Nevertheless, Rougon smiled a smile of conscious strength. He could break her, he told himself, whenever he liked. Wasn't it she herself who was challenging him? He certainly could not go on playing the part of an imbecile with this girl who so freely showed him her shoulders. He was by no means sure that the lace wrapper had slipped off without her assistance.

'Would you say that my eyes were grey?' Clorinde now asked him, stepping towards him again.

He rose and looked at her quite closely, but she bore his inspection without even her eyelids quivering.
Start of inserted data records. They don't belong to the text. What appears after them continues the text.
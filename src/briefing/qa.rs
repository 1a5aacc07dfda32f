//! Question-and-answer client
//!
//! Dispatches a transcribed question to the external Q&A endpoint along
//! with session context, and maps the reply into transcript citations.

use crate::transcript::Citation;
use async_trait::async_trait;
use serde::{Deserialize, Serialize};
use std::time::Duration;
use tracing::{info, warn};

/// Request timeout for answers
const ANSWER_TIMEOUT_SECS: u64 = 30;

/// Errors from the Q&A service
#[derive(Debug, thiserror::Error)]
pub enum QaError {
    #[error("Network error: {0}")]
    Network(#[from] reqwest::Error),

    #[error("Q&A service error ({status}): {message}")]
    ServerError { status: u16, message: String },

    #[error("Invalid response from Q&A service: {0}")]
    InvalidResponse(String),
}

/// Session context sent with each question
#[derive(Debug, Clone, Serialize)]
pub struct SessionContext {
    pub briefing_id: String,
    pub section_title: String,
    /// Narration text of the section under discussion
    pub section_content: String,
    #[serde(skip_serializing_if = "Option::is_none")]
    pub area_id: Option<String>,
}

#[derive(Debug, Serialize)]
struct QaRequest<'a> {
    question: &'a str,
    session_context: &'a SessionContext,
}

/// Answer returned by the Q&A endpoint
#[derive(Debug, Clone, Deserialize)]
pub struct QaAnswer {
    pub answer: String,
    #[serde(default)]
    pub citations: Vec<Citation>,
    #[serde(default)]
    pub follow_up_questions: Vec<String>,
}

/// Source of answers to follow-up questions
#[async_trait]
pub trait AnswerProvider: Send + Sync {
    async fn answer(&self, question: &str, context: &SessionContext) -> Result<QaAnswer, QaError>;
}

/// HTTP client for the Q&A endpoint
pub struct HttpAnswerProvider {
    endpoint_url: String,
    client: reqwest::Client,
}

impl HttpAnswerProvider {
    pub fn new(endpoint_url: String) -> Self {
        Self {
            endpoint_url,
            client: reqwest::Client::new(),
        }
    }
}

#[async_trait]
impl AnswerProvider for HttpAnswerProvider {
    async fn answer(&self, question: &str, context: &SessionContext) -> Result<QaAnswer, QaError> {
        info!(section = %context.section_title, "Dispatching question to Q&A service");

        let response = self
            .client
            .post(&self.endpoint_url)
            .timeout(Duration::from_secs(ANSWER_TIMEOUT_SECS))
            .json(&QaRequest {
                question,
                session_context: context,
            })
            .send()
            .await?;

        let status = response.status();
        if !status.is_success() {
            let message = response.text().await.unwrap_or_default();
            warn!(status = status.as_u16(), "Q&A request failed");
            return Err(QaError::ServerError {
                status: status.as_u16(),
                message,
            });
        }

        let answer: QaAnswer = response
            .json()
            .await
            .map_err(|e| QaError::InvalidResponse(e.to_string()))?;

        info!(
            citations = answer.citations.len(),
            follow_ups = answer.follow_up_questions.len(),
            "Answer received"
        );
        Ok(answer)
    }
}

#[cfg(test)]
mod tests {
    use super::*;

    #[test]
    fn test_answer_deserialization() {
        let json = r#"{
            "answer": "Downtime was driven by changeovers on line 3.",
            "citations": [
                {"source": "downtime_report", "data_point": "line 3: 42 min"}
            ],
            "follow_up_questions": ["Would you like the changeover breakdown?"]
        }"#;
        let answer: QaAnswer = serde_json::from_str(json).unwrap();
        assert_eq!(answer.citations.len(), 1);
        assert_eq!(answer.citations[0].source, "downtime_report");
        assert_eq!(answer.follow_up_questions.len(), 1);
    }

    #[test]
    fn test_answer_without_citations() {
        let json = r#"{"answer": "I don't have that data."}"#;
        let answer: QaAnswer = serde_json::from_str(json).unwrap();
        assert!(answer.citations.is_empty());
        assert!(answer.follow_up_questions.is_empty());
    }

    #[test]
    fn test_request_shape() {
        let context = SessionContext {
            briefing_id: "b-1".into(),
            section_title: "Downtime".into(),
            section_content: "Downtime was 42 minutes.".into(),
            area_id: Some("downtime".into()),
        };
        let json = serde_json::to_string(&QaRequest {
            question: "why was downtime high",
            session_context: &context,
        })
        .unwrap();
        assert!(json.contains(r#""question":"why was downtime high""#));
        assert!(json.contains(r#""briefing_id":"b-1""#));
    }
}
However, when he stretched forth his hands, she gave him a tap. There was no occasion to touch her. She had become very cold, now. She wrapped herself yet more closely in her strip of lace, and her modesty seemed to take alarm at the least hole in it. In vain did Rougon joke and jest. She only covered herself the more, and even refused to sit down again.

'I prefer walking about a little,' she said; 'it stretches my legs.'

Then Rougon followed her and they paced the room together. He tried, in his turn, to extract a confession from her. As a rule, she could not be got to answer questions. Her conversation usually consisted of sudden starts and jumps, interspersed with ejaculations and snatches of stories which she never finished. When Rougon adroitly questioned her concerning the fortnight of the previous month which she and her mother had spent away from Paris, she started on an interminable string of anecdotes about her journeyings. She had been everywhere, to England, Spain, and Germany; and she had seen everything. Then she vented a series of trifling remarks upon food, and the fashions and the weather. Now and then she began some story, in which she herself figured with sundry well-known persons, whom she named; and, thereupon, Rougon listened attentively, hoping that she was at last going to make some real revelation; but she either turned the story off into some childish nonsense or stopped short and left it unfinished altogether. That day, as previously, he learnt absolutely nothing. Her face retained its impenetrable smile, and she remained full of secretive reserve amidst all her boisterous freedom. Rougon, quite confused by the different extraordinary stories he had heard of her, each of which gave the lie to the other, was utterly unable to determine whether he had before him a mere girl whose innocence extended even to foolishness, or a keen-witted woman who cunningly affected simplicity.

She was telling him of an adventure that had happened to her in a little town in Spain, and of the gallantry of a traveller who had given up his room to her, when she suddenly broke off and exclaimed: 'You mustn't go back to the Tuileries. Make yourself missed.'

'Thank you, Mademoiselle Machiavelli,' he replied, with a laugh.

She laughed louder than he did, but none the less she went on giving him excellent advice. However, as he still sportively tried to pinch her arms, she seemed to grow vexed and declared that it was impossible to talk to him seriously for a couple of minutes together. Ah! if she were a man, she said, she would know how to mount high. But men were so light-headed. 'Come now and tell me about your friends,' she continued, seating herself on the edge of the table, while Rougon remained standing in front of her.